**WHAT THE TASK REQUIRES**
Lines of the data that contain the word "filename" are the ones to copy.

Dataset items:
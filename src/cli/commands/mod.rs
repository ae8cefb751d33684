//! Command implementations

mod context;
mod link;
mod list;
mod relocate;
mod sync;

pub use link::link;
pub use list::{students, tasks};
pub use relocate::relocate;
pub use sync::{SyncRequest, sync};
---
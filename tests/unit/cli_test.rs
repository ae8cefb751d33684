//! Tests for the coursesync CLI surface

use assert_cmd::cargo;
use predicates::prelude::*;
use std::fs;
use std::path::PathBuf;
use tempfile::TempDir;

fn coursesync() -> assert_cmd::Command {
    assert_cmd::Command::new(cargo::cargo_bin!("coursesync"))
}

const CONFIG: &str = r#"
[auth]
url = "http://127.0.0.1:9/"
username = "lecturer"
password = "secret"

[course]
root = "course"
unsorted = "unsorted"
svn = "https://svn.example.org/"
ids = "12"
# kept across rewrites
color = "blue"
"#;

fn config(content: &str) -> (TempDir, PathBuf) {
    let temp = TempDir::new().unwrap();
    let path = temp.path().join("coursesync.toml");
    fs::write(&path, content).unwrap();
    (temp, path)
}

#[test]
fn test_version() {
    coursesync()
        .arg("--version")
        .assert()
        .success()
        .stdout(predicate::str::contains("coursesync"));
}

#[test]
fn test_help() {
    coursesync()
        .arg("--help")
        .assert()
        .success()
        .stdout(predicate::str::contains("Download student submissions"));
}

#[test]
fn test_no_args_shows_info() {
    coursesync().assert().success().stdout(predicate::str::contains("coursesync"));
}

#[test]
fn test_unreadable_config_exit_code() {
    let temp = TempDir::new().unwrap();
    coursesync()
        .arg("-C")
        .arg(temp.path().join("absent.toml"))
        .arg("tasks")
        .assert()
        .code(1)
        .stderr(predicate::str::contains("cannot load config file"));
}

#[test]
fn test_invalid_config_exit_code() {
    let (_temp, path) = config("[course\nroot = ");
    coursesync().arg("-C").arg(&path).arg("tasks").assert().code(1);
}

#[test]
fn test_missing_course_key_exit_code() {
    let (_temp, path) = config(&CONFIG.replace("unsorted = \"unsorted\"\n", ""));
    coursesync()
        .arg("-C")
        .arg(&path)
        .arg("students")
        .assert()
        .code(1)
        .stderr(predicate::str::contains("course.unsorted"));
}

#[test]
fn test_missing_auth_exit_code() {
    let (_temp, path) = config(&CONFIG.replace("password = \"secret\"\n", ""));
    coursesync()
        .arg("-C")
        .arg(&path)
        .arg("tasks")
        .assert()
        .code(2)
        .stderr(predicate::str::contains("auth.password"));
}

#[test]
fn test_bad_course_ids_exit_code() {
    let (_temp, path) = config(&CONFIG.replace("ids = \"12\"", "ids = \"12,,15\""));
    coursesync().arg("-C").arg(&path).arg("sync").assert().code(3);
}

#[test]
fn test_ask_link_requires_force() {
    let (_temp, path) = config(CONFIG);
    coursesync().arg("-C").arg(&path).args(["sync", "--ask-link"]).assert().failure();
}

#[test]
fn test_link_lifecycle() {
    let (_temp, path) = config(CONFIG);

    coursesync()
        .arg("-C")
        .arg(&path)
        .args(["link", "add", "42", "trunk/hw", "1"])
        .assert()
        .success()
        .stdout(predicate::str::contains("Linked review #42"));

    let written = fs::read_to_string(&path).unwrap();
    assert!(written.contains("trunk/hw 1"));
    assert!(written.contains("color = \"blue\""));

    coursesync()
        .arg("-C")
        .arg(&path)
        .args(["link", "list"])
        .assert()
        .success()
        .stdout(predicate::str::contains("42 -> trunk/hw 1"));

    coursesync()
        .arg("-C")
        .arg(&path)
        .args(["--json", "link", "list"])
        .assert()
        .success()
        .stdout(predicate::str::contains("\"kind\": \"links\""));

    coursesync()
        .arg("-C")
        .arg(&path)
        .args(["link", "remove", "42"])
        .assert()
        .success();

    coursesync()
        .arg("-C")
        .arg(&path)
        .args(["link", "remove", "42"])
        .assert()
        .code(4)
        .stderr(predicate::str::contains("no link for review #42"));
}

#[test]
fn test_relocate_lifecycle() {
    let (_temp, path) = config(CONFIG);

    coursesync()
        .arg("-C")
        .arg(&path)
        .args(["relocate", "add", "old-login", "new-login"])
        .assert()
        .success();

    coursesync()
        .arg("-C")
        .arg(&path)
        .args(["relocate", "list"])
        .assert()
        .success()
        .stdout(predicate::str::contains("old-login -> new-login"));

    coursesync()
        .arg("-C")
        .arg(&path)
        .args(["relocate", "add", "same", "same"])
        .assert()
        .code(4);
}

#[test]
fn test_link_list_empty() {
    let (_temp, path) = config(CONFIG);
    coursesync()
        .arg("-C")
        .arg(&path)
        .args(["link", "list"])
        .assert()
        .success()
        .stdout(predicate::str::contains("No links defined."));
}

**EXERCISE SOLUTION**
filename src/cli/commands/mod.rs
filename tests/unit/cli_test.rs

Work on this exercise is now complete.